Search the data below, and report every line in which "push" occurs.
..............................
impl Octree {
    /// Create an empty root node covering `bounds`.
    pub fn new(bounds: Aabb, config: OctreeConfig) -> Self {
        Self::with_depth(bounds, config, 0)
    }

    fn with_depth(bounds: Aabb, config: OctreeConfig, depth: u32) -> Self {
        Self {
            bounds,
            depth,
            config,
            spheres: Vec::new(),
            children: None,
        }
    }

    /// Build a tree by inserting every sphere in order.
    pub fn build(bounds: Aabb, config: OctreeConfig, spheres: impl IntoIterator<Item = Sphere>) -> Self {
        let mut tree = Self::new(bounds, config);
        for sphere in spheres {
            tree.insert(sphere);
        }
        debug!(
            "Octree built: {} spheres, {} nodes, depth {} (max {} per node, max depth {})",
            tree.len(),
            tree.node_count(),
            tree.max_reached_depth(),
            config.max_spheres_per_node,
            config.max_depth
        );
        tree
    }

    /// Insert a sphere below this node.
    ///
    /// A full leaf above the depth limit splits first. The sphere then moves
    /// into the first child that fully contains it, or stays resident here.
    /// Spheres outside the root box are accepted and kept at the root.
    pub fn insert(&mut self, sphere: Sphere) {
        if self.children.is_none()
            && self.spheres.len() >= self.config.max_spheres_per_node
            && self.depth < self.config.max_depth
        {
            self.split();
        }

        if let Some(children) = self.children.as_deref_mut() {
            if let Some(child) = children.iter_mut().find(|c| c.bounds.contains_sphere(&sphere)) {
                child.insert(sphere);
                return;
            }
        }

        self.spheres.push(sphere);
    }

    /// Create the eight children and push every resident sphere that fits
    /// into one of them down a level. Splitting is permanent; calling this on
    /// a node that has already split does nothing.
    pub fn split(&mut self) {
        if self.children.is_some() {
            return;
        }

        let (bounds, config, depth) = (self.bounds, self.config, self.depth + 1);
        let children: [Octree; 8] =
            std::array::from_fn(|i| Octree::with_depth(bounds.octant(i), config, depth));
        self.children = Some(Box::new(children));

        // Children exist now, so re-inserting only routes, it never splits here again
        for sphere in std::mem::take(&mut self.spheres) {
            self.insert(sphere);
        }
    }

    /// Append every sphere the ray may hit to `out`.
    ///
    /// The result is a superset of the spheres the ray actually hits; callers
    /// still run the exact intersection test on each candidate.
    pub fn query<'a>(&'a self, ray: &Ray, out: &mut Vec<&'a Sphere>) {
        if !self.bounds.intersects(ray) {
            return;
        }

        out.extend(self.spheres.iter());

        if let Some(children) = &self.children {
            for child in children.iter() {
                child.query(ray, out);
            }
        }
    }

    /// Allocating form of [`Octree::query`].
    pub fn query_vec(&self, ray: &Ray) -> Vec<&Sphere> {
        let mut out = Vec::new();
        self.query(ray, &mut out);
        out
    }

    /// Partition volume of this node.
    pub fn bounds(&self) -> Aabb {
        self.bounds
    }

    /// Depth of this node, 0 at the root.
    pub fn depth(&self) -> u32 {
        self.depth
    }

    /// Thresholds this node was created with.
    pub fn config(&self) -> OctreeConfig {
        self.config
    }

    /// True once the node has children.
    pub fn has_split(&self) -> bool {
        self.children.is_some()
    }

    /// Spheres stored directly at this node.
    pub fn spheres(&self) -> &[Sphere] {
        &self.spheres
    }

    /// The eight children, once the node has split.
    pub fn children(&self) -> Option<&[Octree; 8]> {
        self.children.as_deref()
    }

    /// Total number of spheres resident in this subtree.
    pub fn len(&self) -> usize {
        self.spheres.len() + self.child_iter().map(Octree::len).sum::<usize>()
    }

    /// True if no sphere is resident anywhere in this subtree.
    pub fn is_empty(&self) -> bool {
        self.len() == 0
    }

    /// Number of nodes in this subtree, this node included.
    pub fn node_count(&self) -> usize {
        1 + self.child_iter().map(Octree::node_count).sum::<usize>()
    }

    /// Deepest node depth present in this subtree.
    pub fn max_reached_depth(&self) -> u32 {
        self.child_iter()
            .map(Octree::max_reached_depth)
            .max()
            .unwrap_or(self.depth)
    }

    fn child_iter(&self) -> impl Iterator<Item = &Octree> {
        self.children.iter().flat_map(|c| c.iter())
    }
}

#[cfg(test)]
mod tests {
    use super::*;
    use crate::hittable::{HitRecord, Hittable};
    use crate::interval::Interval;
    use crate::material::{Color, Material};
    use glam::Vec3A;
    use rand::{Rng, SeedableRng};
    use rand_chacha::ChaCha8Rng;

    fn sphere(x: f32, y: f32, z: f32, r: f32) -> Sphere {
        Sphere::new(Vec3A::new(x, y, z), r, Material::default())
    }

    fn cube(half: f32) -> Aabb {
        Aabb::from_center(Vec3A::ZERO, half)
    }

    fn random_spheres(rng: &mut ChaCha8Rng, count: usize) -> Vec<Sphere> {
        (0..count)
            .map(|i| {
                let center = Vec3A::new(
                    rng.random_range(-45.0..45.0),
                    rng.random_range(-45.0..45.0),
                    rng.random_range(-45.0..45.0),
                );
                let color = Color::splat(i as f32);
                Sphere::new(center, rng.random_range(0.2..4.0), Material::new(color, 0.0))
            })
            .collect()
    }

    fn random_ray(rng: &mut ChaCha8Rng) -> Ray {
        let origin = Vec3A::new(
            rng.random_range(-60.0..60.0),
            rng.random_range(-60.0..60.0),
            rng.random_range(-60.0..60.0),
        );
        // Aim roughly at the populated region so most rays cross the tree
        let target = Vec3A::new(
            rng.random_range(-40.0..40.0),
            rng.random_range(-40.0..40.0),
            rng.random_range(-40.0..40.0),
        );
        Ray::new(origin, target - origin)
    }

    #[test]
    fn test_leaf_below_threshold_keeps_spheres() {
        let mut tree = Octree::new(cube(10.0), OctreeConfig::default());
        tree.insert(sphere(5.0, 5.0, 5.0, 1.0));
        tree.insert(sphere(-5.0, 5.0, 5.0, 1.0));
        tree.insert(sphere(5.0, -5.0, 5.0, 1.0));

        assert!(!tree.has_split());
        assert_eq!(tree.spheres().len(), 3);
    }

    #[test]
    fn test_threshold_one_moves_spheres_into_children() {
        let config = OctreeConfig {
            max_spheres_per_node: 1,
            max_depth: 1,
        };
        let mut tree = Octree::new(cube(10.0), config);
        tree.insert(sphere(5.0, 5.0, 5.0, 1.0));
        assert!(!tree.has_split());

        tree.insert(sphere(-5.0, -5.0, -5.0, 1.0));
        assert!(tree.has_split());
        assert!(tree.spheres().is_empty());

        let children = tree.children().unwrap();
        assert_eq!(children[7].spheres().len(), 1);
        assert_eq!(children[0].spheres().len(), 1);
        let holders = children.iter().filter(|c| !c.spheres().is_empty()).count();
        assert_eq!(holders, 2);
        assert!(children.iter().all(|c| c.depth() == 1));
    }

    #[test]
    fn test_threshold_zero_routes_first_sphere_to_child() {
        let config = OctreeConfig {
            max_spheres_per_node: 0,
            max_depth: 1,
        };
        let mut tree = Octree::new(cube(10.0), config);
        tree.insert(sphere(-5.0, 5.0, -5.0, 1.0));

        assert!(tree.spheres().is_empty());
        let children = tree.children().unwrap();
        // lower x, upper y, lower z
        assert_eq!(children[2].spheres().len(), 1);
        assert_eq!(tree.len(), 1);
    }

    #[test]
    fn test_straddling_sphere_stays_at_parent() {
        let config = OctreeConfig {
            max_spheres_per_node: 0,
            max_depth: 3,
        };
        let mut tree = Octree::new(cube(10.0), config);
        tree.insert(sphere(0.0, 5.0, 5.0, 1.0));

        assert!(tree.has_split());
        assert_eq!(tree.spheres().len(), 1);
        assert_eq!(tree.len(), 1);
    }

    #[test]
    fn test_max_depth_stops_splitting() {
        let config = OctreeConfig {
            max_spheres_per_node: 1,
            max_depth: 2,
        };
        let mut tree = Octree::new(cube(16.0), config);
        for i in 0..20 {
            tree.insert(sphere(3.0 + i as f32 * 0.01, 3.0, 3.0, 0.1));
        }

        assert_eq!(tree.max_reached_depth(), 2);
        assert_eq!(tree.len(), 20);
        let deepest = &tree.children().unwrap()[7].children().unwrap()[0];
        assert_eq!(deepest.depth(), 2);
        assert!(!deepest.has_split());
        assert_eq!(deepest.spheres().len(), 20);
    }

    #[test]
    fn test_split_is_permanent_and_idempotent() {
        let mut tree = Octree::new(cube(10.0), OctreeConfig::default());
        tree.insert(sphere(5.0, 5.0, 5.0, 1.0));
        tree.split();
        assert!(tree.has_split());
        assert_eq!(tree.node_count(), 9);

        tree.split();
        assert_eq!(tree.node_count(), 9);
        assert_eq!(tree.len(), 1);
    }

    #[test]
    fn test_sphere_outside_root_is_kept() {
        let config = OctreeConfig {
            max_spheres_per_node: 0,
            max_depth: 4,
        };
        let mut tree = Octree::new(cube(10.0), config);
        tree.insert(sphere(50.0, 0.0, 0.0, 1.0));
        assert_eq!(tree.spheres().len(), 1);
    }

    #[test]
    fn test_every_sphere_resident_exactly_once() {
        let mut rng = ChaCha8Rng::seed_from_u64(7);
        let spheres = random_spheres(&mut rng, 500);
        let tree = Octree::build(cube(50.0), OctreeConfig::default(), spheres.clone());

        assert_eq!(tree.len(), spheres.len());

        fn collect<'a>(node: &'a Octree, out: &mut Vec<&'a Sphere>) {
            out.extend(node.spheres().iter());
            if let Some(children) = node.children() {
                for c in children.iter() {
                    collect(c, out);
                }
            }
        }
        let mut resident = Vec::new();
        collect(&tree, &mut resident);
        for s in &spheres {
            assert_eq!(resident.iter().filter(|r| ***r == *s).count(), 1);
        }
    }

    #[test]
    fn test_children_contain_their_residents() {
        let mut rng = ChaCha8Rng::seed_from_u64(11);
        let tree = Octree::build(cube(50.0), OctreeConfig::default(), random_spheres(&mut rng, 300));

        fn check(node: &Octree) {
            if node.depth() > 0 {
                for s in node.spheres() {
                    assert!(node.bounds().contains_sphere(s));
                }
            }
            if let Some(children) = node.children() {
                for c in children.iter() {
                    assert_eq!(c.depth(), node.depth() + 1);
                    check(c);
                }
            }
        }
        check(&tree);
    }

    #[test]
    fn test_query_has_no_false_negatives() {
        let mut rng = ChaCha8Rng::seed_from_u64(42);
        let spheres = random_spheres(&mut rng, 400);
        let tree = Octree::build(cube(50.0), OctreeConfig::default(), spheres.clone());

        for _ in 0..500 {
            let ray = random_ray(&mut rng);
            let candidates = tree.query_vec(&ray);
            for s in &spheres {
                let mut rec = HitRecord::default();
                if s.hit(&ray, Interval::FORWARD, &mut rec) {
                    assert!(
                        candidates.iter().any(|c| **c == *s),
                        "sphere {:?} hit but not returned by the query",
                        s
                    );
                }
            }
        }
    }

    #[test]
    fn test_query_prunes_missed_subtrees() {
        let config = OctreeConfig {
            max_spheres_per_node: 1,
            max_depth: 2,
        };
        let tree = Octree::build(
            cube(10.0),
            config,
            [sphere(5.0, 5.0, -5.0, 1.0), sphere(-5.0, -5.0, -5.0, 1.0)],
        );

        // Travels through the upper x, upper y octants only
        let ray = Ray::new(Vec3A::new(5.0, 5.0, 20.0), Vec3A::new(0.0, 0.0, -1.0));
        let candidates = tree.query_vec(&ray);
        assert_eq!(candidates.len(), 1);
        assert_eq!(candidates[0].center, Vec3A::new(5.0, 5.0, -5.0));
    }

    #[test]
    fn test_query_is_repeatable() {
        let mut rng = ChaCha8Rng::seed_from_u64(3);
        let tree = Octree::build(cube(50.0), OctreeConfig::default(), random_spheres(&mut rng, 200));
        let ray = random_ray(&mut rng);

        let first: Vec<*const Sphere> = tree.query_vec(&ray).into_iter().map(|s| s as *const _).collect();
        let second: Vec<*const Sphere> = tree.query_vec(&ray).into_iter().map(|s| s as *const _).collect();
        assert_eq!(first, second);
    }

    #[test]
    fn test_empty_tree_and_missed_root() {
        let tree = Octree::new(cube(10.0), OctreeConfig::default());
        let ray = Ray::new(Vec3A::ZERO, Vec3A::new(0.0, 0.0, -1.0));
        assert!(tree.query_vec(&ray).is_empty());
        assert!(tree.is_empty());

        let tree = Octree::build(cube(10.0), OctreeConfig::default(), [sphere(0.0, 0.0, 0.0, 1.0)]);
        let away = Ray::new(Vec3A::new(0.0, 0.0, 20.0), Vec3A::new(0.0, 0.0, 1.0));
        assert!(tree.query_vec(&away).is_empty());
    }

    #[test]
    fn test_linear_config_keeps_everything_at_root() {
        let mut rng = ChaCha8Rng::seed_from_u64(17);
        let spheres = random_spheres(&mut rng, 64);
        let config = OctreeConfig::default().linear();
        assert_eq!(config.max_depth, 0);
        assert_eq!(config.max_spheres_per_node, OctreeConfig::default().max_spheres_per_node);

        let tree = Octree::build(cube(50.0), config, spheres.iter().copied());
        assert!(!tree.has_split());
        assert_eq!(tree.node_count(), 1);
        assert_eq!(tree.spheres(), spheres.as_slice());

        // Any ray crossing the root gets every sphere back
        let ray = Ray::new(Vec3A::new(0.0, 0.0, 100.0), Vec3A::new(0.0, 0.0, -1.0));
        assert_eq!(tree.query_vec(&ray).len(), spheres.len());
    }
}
..............................
EXERCISE RESULT:
        self.spheres.push(sphere);
    /// Create the eight children and push every resident sphere that fits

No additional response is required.